After training a model, you need to know how well it performs. Scikit-learn provides metrics to evaluate regression and classification models.

Regression Metrics (for Linear Regression)

from sklearn.metrics import mean_squared_error, r2_score

mse = mean_squared_error(y_test, y_pred)
r2 = r2_score(y_test, y_pred)

print(f"Mean Squared Error: {mse:.2f}")
print(f"R² Score: {r2:.2f}")
  • Mean Squared Error (MSE): Average squared difference between predictions and true values. Lower is better.
  • R² Score: How much variance is explained by the model. Ranges from -∞ to 1 (1 is perfect).

Using the Model's Built‑in Score

Many Scikit-learn models have a .score() method. For regression, it returns R².
r2 = model.score(X_test, y_test)
print(f"R² Score: {r2:.2f}")

Example: Classification Metrics (Iris Dataset)

For classification, common metrics include accuracy, precision, recall.
from sklearn.datasets import load_iris
from sklearn.model_selection import train_test_split
from sklearn.linear_model import LogisticRegression
from sklearn.metrics import accuracy_score

iris = load_iris()
X_train, X_test, y_train, y_test = train_test_split(iris.data, iris.target, test_size=0.2, random_state=42)

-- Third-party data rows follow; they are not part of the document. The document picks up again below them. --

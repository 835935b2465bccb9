//! Runtime interface descriptions built from the string type descriptors an
//! action carries, and conversion of staged user input into candid values.
pub mod interface;
pub mod json;
pub mod marshal;
pub mod types;

pub use interface::{CallType, FuncSignature, ServiceInterface};
pub use json::idl_args_to_json;
pub use marshal::{marshal_arguments, ParameterValue};
pub use types::{parse_type, IdlType};
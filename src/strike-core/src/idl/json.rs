use candid::types::value::{IDLField, VariantValue};
use candid::types::Label;
use candid::{IDLArgs, IDLValue};
use serde_json::{json, Map, Number, Value};

/// Renders call results for display: one value as itself, none as `null`,
/// several as an array.
pub fn idl_args_to_json(args: &IDLArgs) -> Value {
    match args.args.as_slice() {
        [] => Value::Null,
        [single] => idl_value_to_json(single),
        many => Value::Array(many.iter().map(idl_value_to_json).collect()),
    }
}

/// 64-bit and unbounded integers become strings so no precision is lost.
pub fn idl_value_to_json(value: &IDLValue) -> Value {
    match value {
        IDLValue::Null | IDLValue::None | IDLValue::Reserved => Value::Null,
        IDLValue::Bool(b) => Value::Bool(*b),
        IDLValue::Text(text) => Value::String(text.clone()),
        IDLValue::Number(text) => Value::String(text.clone()),
        IDLValue::Nat(n) => Value::String(n.0.to_string()),
        IDLValue::Int(i) => Value::String(i.0.to_string()),
        IDLValue::Nat8(n) => json!(n),
        IDLValue::Nat16(n) => json!(n),
        IDLValue::Nat32(n) => json!(n),
        IDLValue::Nat64(n) => Value::String(n.to_string()),
        IDLValue::Int8(n) => json!(n),
        IDLValue::Int16(n) => json!(n),
        IDLValue::Int32(n) => json!(n),
        IDLValue::Int64(n) => Value::String(n.to_string()),
        IDLValue::Float32(f) => float(f64::from(*f)),
        IDLValue::Float64(f) => float(*f),
        IDLValue::Principal(p) => Value::String(p.to_text()),
        IDLValue::Service(p) => Value::String(p.to_text()),
        IDLValue::Func(p, method) => json!({ "principal": p.to_text(), "method": method }),
        IDLValue::Opt(inner) => idl_value_to_json(inner),
        IDLValue::Vec(items) => Value::Array(items.iter().map(idl_value_to_json).collect()),
        IDLValue::Blob(bytes) => Value::Array(bytes.iter().map(|b| json!(b)).collect()),
        IDLValue::Record(fields) => record(fields),
        IDLValue::Variant(VariantValue(field, _)) => record(std::slice::from_ref(field.as_ref())),
    }
}

fn float(f: f64) -> Value {
    Number::from_f64(f).map_or(Value::Null, Value::Number)
}

fn record(fields: &[IDLField]) -> Value {
    let mut map = Map::new();
    for field in fields {
        let key = match &field.id {
            Label::Named(name) => name.clone(),
            Label::Id(id) | Label::Unnamed(id) => id.to_string(),
        };
        map.insert(key, idl_value_to_json(&field.val));
    }
    Value::Object(map)
}
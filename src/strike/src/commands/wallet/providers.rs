use crate::lib::environment::Environment;
use crate::lib::error::StrikeResult;
use clap::Parser;

/// Lists the configured wallets.
#[derive(Parser)]
pub struct ProvidersOpts {
    /// Print the list as JSON.
    #[arg(long)]
    json: bool,
}

pub async fn exec(env: &dyn Environment, opts: ProvidersOpts) -> StrikeResult {
    let client = env.new_client()?;
    client.wait_until_ready().await?;
    let providers = client.providers();
    if opts.json {
        println!("{}", serde_json::to_string_pretty(&providers)?);
        return Ok(());
    }
    let active = client.active_provider().map(|c| c.id().to_string());
    for meta in providers {
        let marker = if active.as_deref() == Some(meta.id.as_str()) { "*" } else { " " };
        println!("{} {:<12} {}", marker, meta.id, meta.name);
    }
    Ok(())
}
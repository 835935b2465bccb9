//! Maps the URL a user shared onto the action API URL to fetch.
use crate::action::spec::{ActionRuleObject, ActionsJson, ICP_ACTIONS_PROTOCOL, ICP_PAY_PROTOCOL};
use crate::error::action::ResolveActionError;
use percent_encoding::percent_decode_str;
use url::Url;

const ACTIONS_JSON_PATH: &str = "/actions.json";

/// Where an action was found. Interstitials and websites are classified by
/// the security gate next to the action itself.
#[derive(Clone, Debug, PartialEq, Eq)]
pub enum Origin {
    Website(Url),
    Interstitial(Url),
}

impl Origin {
    pub fn url(&self) -> &Url {
        match self {
            Origin::Website(url) | Origin::Interstitial(url) => url,
        }
    }

    pub fn host(&self) -> Option<&str> {
        self.url().host_str()
    }
}

/// A shared URL, classified.
#[derive(Clone, Debug, PartialEq, Eq)]
pub enum ActionUrl {
    /// `icp-action:<url>` or `icp:<url>`.
    Direct(Url),
    /// A redirector page carrying `?action=icp-action:<url>`.
    Interstitial { page: Url, action: Url },
    /// Any other page; its `/actions.json` decides.
    Website(Url),
}

impl ActionUrl {
    pub fn parse(input: &str) -> Result<Self, ResolveActionError> {
        let input = input.trim();
        if let Some(action) = strip_protocol(input) {
            return Ok(ActionUrl::Direct(parse_url(&decode(action))?));
        }

        let page = parse_url(input)?;
        let action = page
            .query_pairs()
            .find(|(key, _)| key == "action")
            .map(|(_, value)| value.into_owned());
        if let Some(action) = action.as_deref().and_then(strip_protocol) {
            let action = parse_url(&decode(action))?;
            return Ok(ActionUrl::Interstitial { page, action });
        }
        Ok(ActionUrl::Website(page))
    }

    pub fn origin(&self) -> Option<Origin> {
        match self {
            ActionUrl::Direct(_) => None,
            ActionUrl::Interstitial { page, .. } => Some(Origin::Interstitial(page.clone())),
            ActionUrl::Website(page) => Some(Origin::Website(page.clone())),
        }
    }
}

fn strip_protocol(input: &str) -> Option<&str> {
    input
        .strip_prefix(ICP_ACTIONS_PROTOCOL)
        .or_else(|| input.strip_prefix(ICP_PAY_PROTOCOL))
}

fn decode(input: &str) -> String {
    percent_decode_str(input).decode_utf8_lossy().into_owned()
}

fn parse_url(input: &str) -> Result<Url, ResolveActionError> {
    Url::parse(input).map_err(|err| ResolveActionError::InvalidUrl(input.to_string(), err))
}

/// `https://site/actions.json` for any page of the site.
pub fn actions_json_url(page: &Url) -> Url {
    let mut url = page.clone();
    url.set_path(ACTIONS_JSON_PATH);
    url.set_query(None);
    url.set_fragment(None);
    url
}

/// Applies the first matching rule of `actions_json` to `page`. Exact rules
/// win over wildcard ones; the page's query string is carried over.
pub fn map_with_rules(page: &Url, actions_json: &ActionsJson) -> Option<Url> {
    let path = page.path();
    let exact = actions_json
        .rules
        .iter()
        .filter(|rule| !rule.path_pattern.contains('*'));
    let wildcard = actions_json
        .rules
        .iter()
        .filter(|rule| rule.path_pattern.contains('*'));

    exact
        .chain(wildcard)
        .find_map(|rule| match_rule(rule, path).map(|api_path| (rule, api_path)))
        .and_then(|(_, api_path)| {
            let mut url = page.join(&api_path).ok()?;
            if url.query().is_none() {
                url.set_query(page.query());
            }
            Some(url)
        })
}

/// Matches `path` against one rule, returning the API path with every
/// wildcard capture substituted in order.
fn match_rule(rule: &ActionRuleObject, path: &str) -> Option<String> {
    let pattern = path_pattern(&rule.path_pattern);
    let captures = match_segments(&segments(pattern), &segments(path))?;

    let mut api_path = rule.api_path.clone();
    for capture in captures {
        match api_path.find("**").or_else(|| api_path.find('*')) {
            Some(at) => {
                let width = if api_path[at..].starts_with("**") { 2 } else { 1 };
                api_path.replace_range(at..at + width, &capture);
            }
            None => break,
        }
    }
    Some(api_path)
}

/// Rules may spell the pattern as a full URL; only its path matters.
fn path_pattern(pattern: &str) -> &str {
    match pattern.find("://") {
        Some(scheme_end) => {
            let rest = &pattern[scheme_end + 3..];
            rest.find('/').map_or("/", |at| &rest[at..])
        }
        None => pattern,
    }
}

fn segments(path: &str) -> Vec<&str> {
    path.split('?')
        .next()
        .unwrap_or_default()
        .split('/')
        .filter(|s| !s.is_empty())
        .collect()
}

fn match_segments(pattern: &[&str], path: &[&str]) -> Option<Vec<String>> {
    let mut captures = vec![];
    for (i, segment) in pattern.iter().enumerate() {
        match *segment {
            "**" => {
                captures.push(path.get(i..).unwrap_or_default().join("/"));
                return Some(captures);
            }
            "*" => captures.push(path.get(i)?.to_string()),
            literal => {
                if path.get(i) != Some(&literal) {
                    return None;
                }
            }
        }
    }
    (pattern.len() == path.len()).then_some(captures)
}
use crate::lib::environment::Environment;
use crate::lib::error::StrikeResult;
use clap::Parser;

/// Prints the effective configuration.
#[derive(Parser)]
pub struct ConfigOpts {
    /// Also print where the configuration and sessions live.
    #[arg(long)]
    paths: bool,
}

pub fn exec(env: &dyn Environment, opts: ConfigOpts) -> StrikeResult {
    if opts.paths {
        println!("config: {}", env.get_config_path().display());
        println!("storage: {}", env.get_storage_dir().display());
    }
    println!("{}", serde_json::to_string_pretty(env.get_config())?);
    Ok(())
}
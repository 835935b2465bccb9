use crate::action::Action;
use crate::auth::ConnectRequest;
use crate::client::Client;
use crate::connector::Actor;
use crate::error::connector::CreateActorError;
use crate::identity::IdentityHandle;
use crate::idl::ServiceInterface;
use crate::security::gate::ExtendedActionState;
use async_trait::async_trait;
use candid::Principal;
use slog::{debug, warn, Logger};
use std::sync::Arc;
use std::time::Duration;
use url::Url;

/// How long a wallet usually takes to confirm, with a fifth on top. Only
/// used to warn about a stalled confirmation.
pub const CONFIRM_TIMEOUT: Duration = Duration::from_secs(72);

/// What an execution is about, handed to the adapter with every request.
#[derive(Clone, Debug)]
pub struct ActionContext {
    pub action: Action,
    pub action_state: ExtendedActionState,
    /// The page the action was reached from, or the action itself.
    pub original_url: Url,
    pub triggered_component: usize,
    pub derivation_origin: Option<String>,
}

/// The wallet side of an execution.
#[async_trait]
pub trait ActionAdapter: Send + Sync {
    /// `None` when the user declined or the connection failed.
    async fn connect(&self, context: &ActionContext) -> Option<IdentityHandle>;

    async fn create_actor(
        &self,
        canister_id: Principal,
        interface: ServiceInterface,
        context: &ActionContext,
    ) -> Result<Arc<dyn Actor>, CreateActorError>;
}

/// Connects through a [`Client`], reusing its session when there is one.
pub struct ClientAdapter {
    client: Arc<Client>,
    provider_id: Option<String>,
    confirm_timeout: Duration,
    logger: Logger,
}

impl ClientAdapter {
    pub fn new(client: Arc<Client>, logger: Logger) -> Self {
        ClientAdapter {
            client,
            provider_id: None,
            confirm_timeout: CONFIRM_TIMEOUT,
            logger,
        }
    }

    /// Connect this provider when nobody is connected, instead of the last used one.
    pub fn with_provider(mut self, provider_id: Option<String>) -> Self {
        self.provider_id = provider_id;
        self
    }

    pub fn with_confirm_timeout(mut self, timeout: Duration) -> Self {
        self.confirm_timeout = timeout;
        self
    }
}

#[async_trait]
impl ActionAdapter for ClientAdapter {
    async fn connect(&self, context: &ActionContext) -> Option<IdentityHandle> {
        if let Some(identity) = self.client.identity() {
            return Some(identity);
        }
        let request = ConnectRequest {
            provider_id: self.provider_id.clone(),
            ..Default::default()
        };
        let connect = self.client.connect_async(request);
        tokio::pin!(connect);
        let result = tokio::select! {
            result = &mut connect => result,
            _ = tokio::time::sleep(self.confirm_timeout) => {
                warn!(self.logger, "Still waiting for the wallet to confirm";
                    "action" => %context.action.url, "waited_secs" => self.confirm_timeout.as_secs());
                connect.await
            }
        };
        match result {
            Ok((provider_id, principal)) => {
                debug!(self.logger, "Connected for action"; "provider" => provider_id, "principal" => %principal);
                self.client.identity()
            }
            Err(err) => {
                debug!(self.logger, "No identity for action: {}", err);
                None
            }
        }
    }

    async fn create_actor(
        &self,
        canister_id: Principal,
        interface: ServiceInterface,
        _context: &ActionContext,
    ) -> Result<Arc<dyn Actor>, CreateActorError> {
        self.client.create_actor(canister_id, interface).await
    }
}
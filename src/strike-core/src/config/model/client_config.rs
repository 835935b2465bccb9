use crate::config::directories::get_config_path;
use crate::config::model::network_descriptor::NetworkDescriptor;
use crate::error::config::ConfigError;
use crate::error::config::ConfigError::{
    InvalidProviderUrl, LoadConfigFailed, SaveConfigFailed,
};
use crate::json::{load_json_file, save_json_file};
use crate::security::level::{NormalizedSecurityLevel, SecurityLevelConfig};
use candid::Principal;
use serde::{Deserialize, Serialize};
use std::path::Path;
use url::Url;

pub const CONFIG_FILE_NAME: &str = "strike.json";
pub const DEFAULT_HOST: &str = "https://icp0.io";
pub const DEFAULT_PROVIDER_URL: &str = "https://identity.ic0.app";
pub const DEFAULT_APP_NAME: &str = "Strike";

/// Eight hours, the default lifetime of an identity-provider delegation.
pub const DEFAULT_MAX_TIME_TO_LIVE_NS: u64 = 8 * 60 * 60 * 1_000_000_000;

#[derive(Clone, Debug, PartialEq, Serialize, Deserialize)]
#[serde(rename_all = "camelCase", default)]
pub struct ClientConfig {
    pub host: String,
    pub dev: bool,
    pub auto_connect: bool,
    pub whitelist: Vec<Principal>,
    pub provider_url: String,
    pub derivation_origin: Option<String>,
    pub max_time_to_live: u64,
    pub siwb_canister_id: Option<Principal>,
    pub registry_canister_id: Option<Principal>,
    pub app_name: String,
    pub app_logo: Option<String>,
    pub relay_url: Option<Url>,
    pub connectors: Vec<String>,
    pub security_level: SecurityLevelConfig,
    pub trust: TrustListsConfig,
}

/// Static host lists used to classify websites and interstitials.
#[derive(Clone, Debug, Default, PartialEq, Eq, Serialize, Deserialize)]
#[serde(rename_all = "camelCase", default)]
pub struct TrustListsConfig {
    pub trusted_websites: Vec<String>,
    pub malicious_websites: Vec<String>,
    pub trusted_interstitials: Vec<String>,
    pub malicious_interstitials: Vec<String>,
}

impl Default for ClientConfig {
    fn default() -> Self {
        ClientConfig {
            host: DEFAULT_HOST.to_string(),
            dev: false,
            auto_connect: true,
            whitelist: vec![],
            provider_url: DEFAULT_PROVIDER_URL.to_string(),
            derivation_origin: None,
            max_time_to_live: DEFAULT_MAX_TIME_TO_LIVE_NS,
            siwb_canister_id: None,
            registry_canister_id: None,
            app_name: DEFAULT_APP_NAME.to_string(),
            app_logo: None,
            relay_url: None,
            connectors: vec!["ii".to_string()],
            security_level: SecurityLevelConfig::default(),
            trust: TrustListsConfig::default(),
        }
    }
}

impl ClientConfig {
    /// Loads the configuration from `path`, or from the per-user config
    /// directory when no path is given. Only an explicit path must exist.
    pub fn load(path: Option<&Path>) -> Result<ClientConfig, ConfigError> {
        let config = match path {
            Some(path) => load_json_file(path)
                .map_err(|err| LoadConfigFailed(Box::new(path.to_path_buf()), err))?,
            None => {
                let path = get_config_path()?;
                if path.exists() {
                    load_json_file(&path).map_err(|err| LoadConfigFailed(Box::new(path), err))?
                } else {
                    ClientConfig::default()
                }
            }
        };
        config.validate()?;
        Ok(config)
    }

    pub fn save(&self, path: &Path) -> Result<(), ConfigError> {
        save_json_file(path, self).map_err(|err| SaveConfigFailed(Box::new(path.to_path_buf()), err))
    }

    pub fn with_host(mut self, host: Option<String>) -> Self {
        if let Some(host) = host {
            self.host = host;
        }
        self
    }

    pub fn validate(&self) -> Result<(), ConfigError> {
        self.network()?;
        self.provider_url()?;
        Ok(())
    }

    pub fn network(&self) -> Result<NetworkDescriptor, ConfigError> {
        NetworkDescriptor::from_host(&self.host)
    }

    pub fn provider_url(&self) -> Result<Url, ConfigError> {
        Url::parse(&self.provider_url)
            .map_err(|err| InvalidProviderUrl(self.provider_url.clone(), err))
    }

    pub fn security_levels(&self) -> NormalizedSecurityLevel {
        self.security_level.normalize()
    }
}
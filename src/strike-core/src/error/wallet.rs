use thiserror::Error;

/// Failures reported by the extension relay, either in transport or by the wallet.
#[derive(Error, Debug, Clone, PartialEq, Eq)]
pub enum RelayError {
    #[error("{0}")]
    Wallet(String),

    #[error("Relay transport failed: {0}")]
    Transport(String),

    #[error("Relay is not available in this environment")]
    Unavailable,

    #[error("Unexpected response to '{method}': {reason}")]
    UnexpectedResponse { method: String, reason: String },
}

#[derive(Error, Debug, Clone, PartialEq, Eq)]
pub enum WalletError {
    #[error(transparent)]
    Relay(#[from] RelayError),

    #[error("Unknown address: {0}")]
    UnknownAddress(String),

    #[error("Connect Wallet first")]
    NotConnected,

    #[error("Address or network not found")]
    NoAccounts,

    #[error("User rejected request.")]
    UserRejected,

    #[error("Wallet Type: {address_type} not supported for sign message type: {sign_type}")]
    UnsupportedSignType {
        address_type: String,
        sign_type: String,
    },

    #[error("Unknown network '{0}'")]
    UnknownNetwork(String),

    #[error("Unknown wallet provider '{0}'")]
    UnknownProviderKey(String),
}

clf = LogisticRegression(max_iter=200)
clf.fit(X_train, y_train)
y_pred = clf.predict(X_test)
accuracy = accuracy_score(y_test, y_pred)
print(f"Accuracy: {accuracy:.2f}")

Why Evaluation Matters

A model might perform well on training data but poorly on new data (overfitting). Evaluation on a separate test set gives an honest estimate of real‑world performance.


Two Minute Drill
  • Regression metrics: MSE (lower better), R² (closer to 1 better).
  • Classification metrics: accuracy, precision, recall.
  • Use model.score(X_test, y_test) for quick evaluation.
  • Never evaluate on training data – it gives overly optimistic results.